[What is expected] Search the data for "global" and copy every matching line.

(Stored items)
--

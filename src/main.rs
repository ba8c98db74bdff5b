mod tui;

use chrono::{NaiveDate, NaiveTime};
use clap::{Parser, Subcommand};
use tracing_subscriber::EnvFilter;

use pathwise::catalog::TopicCatalog;
use pathwise::config::{self, EngineConfig};
use pathwise::engine::Engine;
use pathwise::models::{
    InteractionType, JsonOutput, MetaValue, Metadata, PlanStatus, PlanTopic, Priority,
    SessionType, StudyPlan,
};
use pathwise::scheduler::{
    PlanOptions, PlanUpdate, ScheduleOptions, TopicEdit, TopicRequest, TopicTransition,
};
use pathwise::selector::Preferences;
use pathwise::session::SessionData;
use pathwise::store::SqliteStore;

#[derive(Parser)]
#[command(name = "pathwise")]
#[command(about = "Adaptive knowledge tracing and study planning from the terminal")]
#[command(version)]
struct Cli {
    /// Output as JSON
    #[arg(long, global = true)]
    json: bool,

    /// Student to act on
    #[arg(long, short, global = true, default_value = "default")]
    student: String,

    #[command(subcommand)]
    command: Commands,
}

#[derive(Subcommand)]
enum Commands {
    /// Initialize the database and write a default config
    Init,

    /// List catalog topics with current mastery
    Topics,

    /// Record an answer to a question on a topic
    Answer {
        /// Topic id
        topic: String,

        /// Outcome: correct/incorrect
        outcome: String,

        /// Interaction type: quiz/practice/review/chat/study
        #[arg(long, short = 't', default_value = "quiz")]
        kind: String,

        /// Extra metadata as key=value (repeatable)
        #[arg(long, short, value_parser = parse_metadata)]
        meta: Vec<(String, MetaValue)>,
    },

    /// Show mastery per topic, or reset it
    Mastery {
        /// Forget the estimate for one topic
        #[arg(long, conflicts_with = "reset_all")]
        reset: Option<String>,

        /// Forget every estimate
        #[arg(long)]
        reset_all: bool,
    },

    /// Pick the topic to study next
    Next,

    /// Recommend unlocked topics, or rank the whole catalog
    Recommend {
        /// Rank every topic by priority and readiness
        #[arg(long)]
        ranked: bool,

        /// Topics to focus on (repeatable)
        #[arg(long, short)]
        focus: Vec<String>,

        /// Preferred difficulty tier (1-3)
        #[arg(long, short, value_parser = clap::value_parser!(u8).range(1..=3))]
        difficulty: Option<u8>,
    },

    /// Show adaptive difficulty and study advice for a topic
    Difficulty {
        /// Topic id
        topic: String,

        /// Minutes available for the next activity
        #[arg(long, short, default_value_t = 60)]
        minutes: u32,
    },

    /// Manage the study plan
    #[command(subcommand)]
    Plan(PlanCommands),

    /// Record a study session against a plan topic
    Session {
        /// Topic id
        topic: String,

        /// Duration in minutes
        #[arg(long, short)]
        minutes: u32,

        /// Session type: study/quiz/chat/review
        #[arg(long, short = 't', default_value = "study")]
        kind: String,

        /// Quiz score (0-100)
        #[arg(long)]
        score: Option<f64>,

        /// The session was abandoned before finishing
        #[arg(long)]
        incomplete: bool,

        /// Optional notes
        #[arg(long, short)]
        notes: Option<String>,
    },

    /// Lay unmastered topics out over study days
    Schedule {
        /// First day of the schedule (YYYY-MM-DD), defaults to today
        #[arg(long)]
        start: Option<NaiveDate>,

        /// Study days per week (1-7)
        #[arg(long)]
        days_per_week: Option<u32>,

        /// Study hours per day
        #[arg(long)]
        hours_per_day: Option<f64>,

        /// Skip Saturdays and Sundays
        #[arg(long)]
        no_weekends: bool,

        /// Topics to focus on (repeatable)
        #[arg(long, short)]
        focus: Vec<String>,

        /// Preferred difficulty tier (1-3)
        #[arg(long, short, value_parser = clap::value_parser!(u8).range(1..=3))]
        difficulty: Option<u8>,

        /// Store the schedule as the student's plan
        #[arg(long)]
        save: bool,
    },

    /// Launch interactive terminal UI
    Tui,
}
//! Persistence of whole student records. The engine reads a record, mutates
//! it in memory and writes it back as a unit.

use std::collections::HashMap;
use std::path::Path;

use chrono::Utc;
use parking_lot::Mutex;
use rusqlite::{params, Connection, OptionalExtension};

use crate::error::StoreError;
use crate::models::StudentRecord;

pub type StoreResult<T> = std::result::Result<T, StoreError>;

pub trait StudentStore: Send + Sync {
    fn load(&self, student_id: &str) -> StoreResult<Option<StudentRecord>>;
    fn save(&self, record: &StudentRecord) -> StoreResult<()>;
    /// Returns whether a record existed.
    fn delete(&self, student_id: &str) -> StoreResult<bool>;
    fn student_ids(&self) -> StoreResult<Vec<String>>;
}

#[derive(Default)]
pub struct MemoryStore {
    records: Mutex<HashMap<String, StudentRecord>>,
}

impl MemoryStore {
    pub fn new() -> Self {
        Self::default()
    }
}

impl StudentStore for MemoryStore {
    fn load(&self, student_id: &str) -> StoreResult<Option<StudentRecord>> {
        Ok(self.records.lock().get(student_id).cloned())
    }

    fn save(&self, record: &StudentRecord) -> StoreResult<()> {
        self.records
            .lock()
            .insert(record.student_id.clone(), record.clone());
        Ok(())
    }

    fn delete(&self, student_id: &str) -> StoreResult<bool> {
        Ok(self.records.lock().remove(student_id).is_some())
    }

    fn student_ids(&self) -> StoreResult<Vec<String>> {
        let mut ids: Vec<String> = self.records.lock().keys().cloned().collect();
        ids.sort();
        Ok(ids)
    }
}

/// One row per student holding the record as JSON.
pub struct SqliteStore {
    conn: Mutex<Connection>,
}

impl SqliteStore {
    pub fn open<P: AsRef<Path>>(path: P) -> StoreResult<Self> {
        let conn = Connection::open(path)?;
        Ok(Self {
            conn: Mutex::new(conn),
        })
    }

    pub fn init(&self) -> StoreResult<()> {
        self.conn.lock().execute_batch(
            r#"
            CREATE TABLE IF NOT EXISTS students (
                student_id TEXT PRIMARY KEY,
                record TEXT NOT NULL,
                updated_at TEXT NOT NULL DEFAULT (datetime('now'))
            );
            "#,
        )?;
        Ok(())
    }
}

impl StudentStore for SqliteStore {
    fn load(&self, student_id: &str) -> StoreResult<Option<StudentRecord>> {
        let conn = self.conn.lock();
        let raw: Option<String> = conn
            .query_row(
                "SELECT record FROM students WHERE student_id = ?1",
                params![student_id],
                |row| row.get(0),
            )
            .optional()?;

        match raw {
            Some(json) => Ok(Some(serde_json::from_str(&json)?)),
            None => Ok(None),
        }
    }

    fn save(&self, record: &StudentRecord) -> StoreResult<()> {
        let json = serde_json::to_string(record)?;
        let updated_at = record.updated_at.unwrap_or_else(Utc::now).to_rfc3339();
        self.conn.lock().execute(
            r#"
            INSERT INTO students (student_id, record, updated_at) VALUES (?1, ?2, ?3)
            ON CONFLICT(student_id) DO UPDATE SET record = excluded.record, updated_at = excluded.updated_at
            "#,
            params![record.student_id, json, updated_at],
        )?;
        Ok(())
    }

    fn delete(&self, student_id: &str) -> StoreResult<bool> {
        let rows = self
            .conn
            .lock()
            .execute("DELETE FROM students WHERE student_id = ?1", params![student_id])?;
        Ok(rows > 0)
    }

    fn student_ids(&self) -> StoreResult<Vec<String>> {
        let conn = self.conn.lock();
        let mut stmt = conn.prepare("SELECT student_id FROM students ORDER BY student_id")?;
        let ids = stmt
            .query_map([], |row| row.get(0))?
            .collect::<rusqlite::Result<Vec<String>>>()?;
        Ok(ids)
    }
}

#[cfg(test)]
mod tests {
    use super::*;
    use crate::models::{DifficultyLevel, MasteryState};

    fn setup_db() -> SqliteStore {
        let store = SqliteStore::open(":memory:").expect("Failed to create in-memory database");
        store.init().expect("Failed to initialize database");
        store
    }

    fn record(student: &str, mastery: f64) -> StudentRecord {
        let mut record = StudentRecord::new(student);
        record.mastery.insert(
            "algebra".to_string(),
            MasteryState {
                topic_id: "algebra".to_string(),
                mastery,
                attempts: 1,
                correct: 1,
                difficulty: DifficultyLevel::Intermediate,
                last_update: Some(Utc::now()),
                interactions: vec![],
            },
        );
        record.updated_at = Some(Utc::now());
        record
    }

    fn exercise(store: &dyn StudentStore) {
        assert!(store.load("ada").unwrap().is_none());

        store.save(&record("ada", 0.4)).unwrap();
        store.save(&record("ada", 0.6)).unwrap();
        store.save(&record("bob", 0.2)).unwrap();

        let loaded = store.load("ada").unwrap().expect("record should exist");
        assert_eq!(loaded.mastery["algebra"].mastery, 0.6);
        assert_eq!(store.student_ids().unwrap(), vec!["ada", "bob"]);

        assert!(store.delete("ada").unwrap());
        assert!(!store.delete("ada").unwrap());
        assert!(store.load("ada").unwrap().is_none());
    }

    mod sqlite_tests {
        use super::*;

        #[test]
        fn init_is_idempotent() {
            let store = setup_db();
            store.init().expect("second init should succeed");
        }

        #[test]
        fn load_save_delete() {
            exercise(&setup_db());
        }

        #[test]
        fn round_trips_full_record() {
            let store = setup_db();
            let original = record("ada", 0.625);
            store.save(&original).unwrap();
            assert_eq!(store.load("ada").unwrap(), Some(original));
        }

        #[test]
        fn persists_across_connections() {
            let dir = tempfile::tempdir().unwrap();
            let path = dir.path().join("pathwise.db");
            {
                let store = SqliteStore::open(&path).unwrap();
                store.init().unwrap();
                store.save(&record("ada", 0.7)).unwrap();
            }
            let store = SqliteStore::open(&path).unwrap();
            store.init().unwrap();
            assert_eq!(store.load("ada").unwrap().unwrap().mastery["algebra"].mastery, 0.7);
        }

        #[test]
        fn corrupt_record_is_an_encoding_error() {
            let store = setup_db();
            store
                .conn
                .lock()
                .execute(
                    "INSERT INTO students (student_id, record) VALUES ('ada', 'not json')",
                    [],
                )
                .unwrap();
            assert!(matches!(store.load("ada"), Err(StoreError::Encoding(_))));
        }
    }

    mod memory_tests {
        use super::*;

        #[test]
        fn load_save_delete() {
            exercise(&MemoryStore::new());
        }
    }
}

--

[Written solution]
    #[arg(long, global = true)]
    #[arg(long, short, global = true, default_value = "default")]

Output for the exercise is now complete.